[Collected data entries]
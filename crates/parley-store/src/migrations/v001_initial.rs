//! v001 -- Initial schema creation.
//!
//! Creates the user record tables (`users`, `friends`, `friend_requests`)
//! and the message tables (`messages`, `message_deletions`).

use rusqlite::Connection;

/// SQL executed when upgrading from version 0 to version 1.
const UP_SQL: &str = r#"
-- ----------------------------------------------------------------
-- Users
-- ----------------------------------------------------------------
CREATE TABLE IF NOT EXISTS users (
    uid           TEXT PRIMARY KEY NOT NULL,
    last_name     TEXT NOT NULL,
    first_name    TEXT NOT NULL,
    nickname      TEXT NOT NULL,
    email         TEXT NOT NULL UNIQUE,       -- lowercased before insert
    password_hash TEXT NOT NULL               -- hex(salt):hex(argon2id)
);

-- ----------------------------------------------------------------
-- Friendships: one row per direction, both written together
-- ----------------------------------------------------------------
CREATE TABLE IF NOT EXISTS friends (
    user_uid   TEXT NOT NULL,
    friend_uid TEXT NOT NULL,

    PRIMARY KEY (user_uid, friend_uid),
    CHECK (user_uid <> friend_uid),
    FOREIGN KEY (user_uid)   REFERENCES users(uid),
    FOREIGN KEY (friend_uid) REFERENCES users(uid)
);

-- ----------------------------------------------------------------
-- Pending incoming friend requests
-- ----------------------------------------------------------------
CREATE TABLE IF NOT EXISTS friend_requests (
    target_uid    TEXT NOT NULL,
    requester_uid TEXT NOT NULL,

    PRIMARY KEY (target_uid, requester_uid),
    CHECK (target_uid <> requester_uid),
    FOREIGN KEY (target_uid)    REFERENCES users(uid),
    FOREIGN KEY (requester_uid) REFERENCES users(uid)
);

-- ----------------------------------------------------------------
-- Messages
-- ----------------------------------------------------------------
CREATE TABLE IF NOT EXISTS messages (
    seq          INTEGER PRIMARY KEY AUTOINCREMENT,  -- insertion order
    id           TEXT NOT NULL UNIQUE,               -- UUID v4
    sender_uid   TEXT NOT NULL,
    receiver_uid TEXT NOT NULL,
    text         TEXT NOT NULL,
    timestamp    INTEGER NOT NULL,                   -- ms since epoch

    CHECK (sender_uid <> receiver_uid),
    FOREIGN KEY (sender_uid)   REFERENCES users(uid),
    FOREIGN KEY (receiver_uid) REFERENCES users(uid)
);

CREATE INDEX IF NOT EXISTS idx_messages_pair_ts
    ON messages(sender_uid, receiver_uid, timestamp);

-- ----------------------------------------------------------------
-- Per-user soft deletions
-- ----------------------------------------------------------------
CREATE TABLE IF NOT EXISTS message_deletions (
    message_id TEXT NOT NULL,
    uid        TEXT NOT NULL,

    PRIMARY KEY (message_id, uid),
    FOREIGN KEY (message_id) REFERENCES messages(id) ON DELETE CASCADE
);
"#;

/// Apply the initial migration.
pub fn up(conn: &Connection) -> Result<(), rusqlite::Error> {
    conn.execute_batch(UP_SQL)
}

### TASK DETAILS
Word for word, write out all of the data above.

### RESULT OF THIS EXERCISE
filename crates/parley-store/src/migrations/v001_initial.rs
//! v001 -- Initial schema creation.
//!
//! Creates the user record tables (`users`, `friends`, `friend_requests`)
//! and the message tables (`messages`, `message_deletions`).

use rusqlite::Connection;

/// SQL executed when upgrading from version 0 to version 1.
const UP_SQL: &str = r#"
-- ----------------------------------------------------------------
-- Users
-- ----------------------------------------------------------------
CREATE TABLE IF NOT EXISTS users (
    uid           TEXT PRIMARY KEY NOT NULL,
    last_name     TEXT NOT NULL,
    first_name    TEXT NOT NULL,
    nickname      TEXT NOT NULL,
    email         TEXT NOT NULL UNIQUE,       -- lowercased before insert
    password_hash TEXT NOT NULL               -- hex(salt):hex(argon2id)
);

-- ----------------------------------------------------------------
-- Friendships: one row per direction, both written together
-- ----------------------------------------------------------------
CREATE TABLE IF NOT EXISTS friends (
    user_uid   TEXT NOT NULL,
    friend_uid TEXT NOT NULL,

    PRIMARY KEY (user_uid, friend_uid),
    CHECK (user_uid <> friend_uid),
    FOREIGN KEY (user_uid)   REFERENCES users(uid),
    FOREIGN KEY (friend_uid) REFERENCES users(uid)
);

-- ----------------------------------------------------------------
-- Pending incoming friend requests
-- ----------------------------------------------------------------
CREATE TABLE IF NOT EXISTS friend_requests (
    target_uid    TEXT NOT NULL,
    requester_uid TEXT NOT NULL,

    PRIMARY KEY (target_uid, requester_uid),
    CHECK (target_uid <> requester_uid),
    FOREIGN KEY (target_uid)    REFERENCES users(uid),
    FOREIGN KEY (requester_uid) REFERENCES users(uid)
);

-- ----------------------------------------------------------------
-- Messages
-- ----------------------------------------------------------------
CREATE TABLE IF NOT EXISTS messages (
    seq          INTEGER PRIMARY KEY AUTOINCREMENT,  -- insertion order
    id           TEXT NOT NULL UNIQUE,               -- UUID v4
    sender_uid   TEXT NOT NULL,
    receiver_uid TEXT NOT NULL,
    text         TEXT NOT NULL,
    timestamp    INTEGER NOT NULL,                   -- ms since epoch

    CHECK (sender_uid <> receiver_uid),
    FOREIGN KEY (sender_uid)   REFERENCES users(uid),
    FOREIGN KEY (receiver_uid) REFERENCES users(uid)
);

CREATE INDEX IF NOT EXISTS idx_messages_pair_ts
    ON messages(sender_uid, receiver_uid, timestamp);

-- ----------------------------------------------------------------
-- Per-user soft deletions
-- ----------------------------------------------------------------
CREATE TABLE IF NOT EXISTS message_deletions (
    message_id TEXT NOT NULL,
    uid        TEXT NOT NULL,

    PRIMARY KEY (message_id, uid),
    FOREIGN KEY (message_id) REFERENCES messages(id) ON DELETE CASCADE
);
"#;

/// Apply the initial migration.
pub fn up(conn: &Connection) -> Result<(), rusqlite::Error> {
    conn.execute_batch(UP_SQL)
}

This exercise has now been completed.